Kamis 16 Apr 2015 20:20 WIB

DPR Pernah Tolak Pembelian Pesawat F16 yang Jatuh di Halim

Rep: C82/ Red: Bayu Hermawan
Sejumlah prajurit TNI AU melakukan proses evakuasi badan pesawat tempur F16 yang terbakar di ujung landasan pacu Pangkalan Udara Halim Perdanakusuma, Jakarta Timur, Kamis (16/4). (Republika/Edwin Dwi Putranto)
Sejumlah prajurit TNI AU melakukan proses evakuasi badan pesawat tempur F16 yang terbakar di ujung landasan pacu Pangkalan Udara Halim Perdanakusuma, Jakarta Timur, Kamis (16/4). (Republika/Edwin Dwi Putranto)

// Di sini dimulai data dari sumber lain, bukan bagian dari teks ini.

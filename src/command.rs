//! Top-level command execution.
use std::path::Path;

use chrono::{DateTime, Utc};
use log::*;
use secrecy::SecretString;

use crate::{
    cli::Args,
    error::{ClparseError, Result},
    origin, output,
    parser::{Changelog, Parser},
    vcs,
};

/// Run the parse command end to end: read the changelog, parse it with
/// the requested enrichments, filter, and print the rendered result to
/// stdout.
pub async fn execute(args: Args) -> Result<()> {
    args.validate()?;

    debug!("reading changelog from {}", args.path);
    let content = tokio::fs::read_to_string(&args.path).await?;

    let repo_path = Path::new(".");
    if (args.include_body || args.fetch_item_details)
        && !vcs::is_repository(repo_path)
    {
        return Err(ClparseError::NotARepository(
            repo_path.display().to_string(),
        ));
    }

    let mut parser = Parser::new()
        .with_repo_path(repo_path)
        .with_include_body(args.include_body);

    if args.fetch_item_details {
        let url = vcs::origin_url(repo_path)?;
        debug!("resolving issue details against {url}");
        let token = SecretString::from(args.token.clone());
        parser = parser.with_resolver(origin::resolver_for(&url, token)?);
    }

    let changelog = parser.parse(&content).await?;
    let changelog =
        apply_filters(changelog, args.last, args.since_days, Utc::now());

    let rendered = if args.latest {
        output::render_entry(changelog.latest()?, args.format)?
    } else if !args.release.is_empty() {
        output::render_entry(changelog.get(&args.release)?, args.format)?
    } else {
        output::render_entries(changelog.entries(), args.format)?
    };

    println!("{rendered}");

    Ok(())
}

/// Narrow the changelog to the `last` most recent entries or to entries
/// dated within the past `since_days` days. A zero value disables the
/// corresponding filter.
fn apply_filters(
    changelog: Changelog,
    last: usize,
    since_days: u64,
    now: DateTime<Utc>,
) -> Changelog {
    let mut entries = changelog.into_entries();

    if last > 0 && last < entries.len() {
        entries.truncate(last);
    }

    if since_days > 0 {
        let cutoff = now.date_naive() - chrono::Days::new(since_days);
        entries.retain(|entry| entry.date >= cutoff);
    }

    Changelog::new(entries)
}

REPUBLIKA.CO.ID, JAKARTA -- Anggota Komisi I DPR, Tubagus (TB) Hasanuddin mengatakan jika pesawat F16 dengan tail number TS-1643 yang jatuh di Bandara Halim Perdana Kusuma, Jakarta Timur, pada Kamis (16/4) pagi, merupakan pesawat bekas pakai yang dibeli dari Amerika Serikat.

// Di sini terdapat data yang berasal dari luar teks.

//! Extraction of `#123` / `!45` references from change text.
use std::collections::HashSet;

use regex::Regex;

use crate::origin::{ItemRef, RefKind};

/// Issue (`#`) or pull/merge request (`!`) reference token.
pub const REF_PATTERN: &str = r"(?P<kind>[#!])(?P<number>\d+)";

/// Collects references in first-seen order, de-duplicated by number.
#[derive(Default)]
pub struct RefCollector {
    seen: HashSet<u64>,
    items: Vec<ItemRef>,
}

impl RefCollector {
    pub fn new() -> Self {
        Self::default()
    }

    /// Scan text for reference tokens, in order of appearance.
    pub fn scan(&mut self, pattern: &Regex, text: &str) {
        for caps in pattern.captures_iter(text) {
            let kind = if &caps["kind"] == "!" {
                RefKind::PullRequest
            } else {
                RefKind::Issue
            };

            if let Ok(number) = caps["number"].parse() {
                self.push(ItemRef { kind, number });
            }
        }
    }

    pub fn push(&mut self, item: ItemRef) {
        if self.seen.insert(item.number) {
            self.items.push(item);
        }
    }

    pub fn into_items(self) -> Vec<ItemRef> {
        self.items
    }
}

Bahkan, TB Hasanuddin mengungkapkan jika Komisi I DPR sebelumnya sempat menolak pembelian pesawat itu, pada saat pemerintahan presiden Susilo Bambang Yudhoyono (SBY).

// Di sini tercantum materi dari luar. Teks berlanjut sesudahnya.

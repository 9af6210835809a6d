//! Structured changelog data model.
use chrono::NaiveDate;
use indexmap::IndexMap;
use serde::{Deserialize, Serialize};

use crate::origin::{Issue, ItemRef, RefKind};

/// One version section of the changelog.
#[derive(Debug, Clone, PartialEq, Serialize, Deserialize)]
#[serde(rename_all = "camelCase")]
pub struct ReleaseEntry {
    /// Semantic version string without a leading "v", possibly carrying
    /// a prerelease suffix.
    pub version: String,
    pub date: NaiveDate,
    /// Link to the diff against the previous version; empty when the
    /// heading carried no URL.
    pub compare_url: String,
    /// Section name to changes, in first-appearance order.
    pub changes: IndexMap<String, Vec<Change>>,
}

/// One bullet item under a section.
#[derive(Debug, Clone, Default, PartialEq, Serialize, Deserialize)]
#[serde(rename_all = "camelCase")]
pub struct Change {
    #[serde(default, skip_serializing_if = "String::is_empty")]
    pub scope: String,
    pub description: String,
    #[serde(default, skip_serializing_if = "String::is_empty")]
    pub commit: String,
    #[serde(default, skip_serializing_if = "String::is_empty")]
    pub commit_body: String,
    #[serde(default, skip_serializing_if = "Vec::is_empty")]
    pub related_items: Vec<RelatedItem>,
}

/// An issue or pull request referenced by a change. Title and body are
/// present only when the reference was resolved against the origin
/// provider.
#[derive(Debug, Clone, PartialEq, Serialize, Deserialize)]
#[serde(rename_all = "camelCase")]
pub struct RelatedItem {
    pub kind: RefKind,
    pub number: u64,
    #[serde(default, skip_serializing_if = "Option::is_none")]
    pub title: Option<String>,
    #[serde(default, skip_serializing_if = "Option::is_none")]
    pub body: Option<String>,
}

impl RelatedItem {
    /// A bare, unresolved reference.
    pub fn bare(item: ItemRef) -> Self {
        Self {
            kind: item.kind,
            number: item.number,
            title: None,
            body: None,
        }
    }

    /// A reference resolved into full issue details.
    pub fn resolved(item: ItemRef, issue: Issue) -> Self {
        Self {
            kind: item.kind,
            number: item.number,
            title: Some(issue.title),
            body: Some(issue.body),
        }
    }
}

"F16 ini merupakan pengadaan terbaru setelah saya melihat nomor ekornya, itu sempat kita tolak mati-matian. Kenapa beli yang bekas padahal kita inginkan beli yang baru," katanya di Gedung DPR, Jakarta, Kamis (16/4).

Ia melanjutkan, dalam pembahasan dulu, Komisi I sempat mengusulkan agar dana sebesar 650 juta dolar Amerika digunakan untuk membeli pesawat F16 tipe terbaru, yaitu F16 blok 60.

Bahkan, lanjutnya, ada penambahan anggaran untuk pembelian tersebut menjadi 800 juta dolar Amerika. Sayangnya, pemerintah tidak mau mengikuti usulan tersebut dengan alasan selisih jumlah pesawat yang dapat dibeli.

"Kita mati-matian ingin membeli yang canggih agar ada efek deterence yang tinggi dengan F16 blok 60 itu. Kalau beli pesawat paling bagus di Asia ini kita dapat 6 buah dengan persenjataan lengkap. Tapi Kepala Staff Angkatan Udara ketika itu tidak setuju dan sudah minta tanda tangan Menhan dan Presiden untuk beli yang bekas dan dapat 24 pesawat," jelasnya.

Politikus PDIP itu mengatakan, F16 yang dibeli tersebut merupakan pesawat bekas patroli daerah dan bukan yang digunakan sebagai alat tempur. Ia pun mengungkap kekurangan pesawat tersebut.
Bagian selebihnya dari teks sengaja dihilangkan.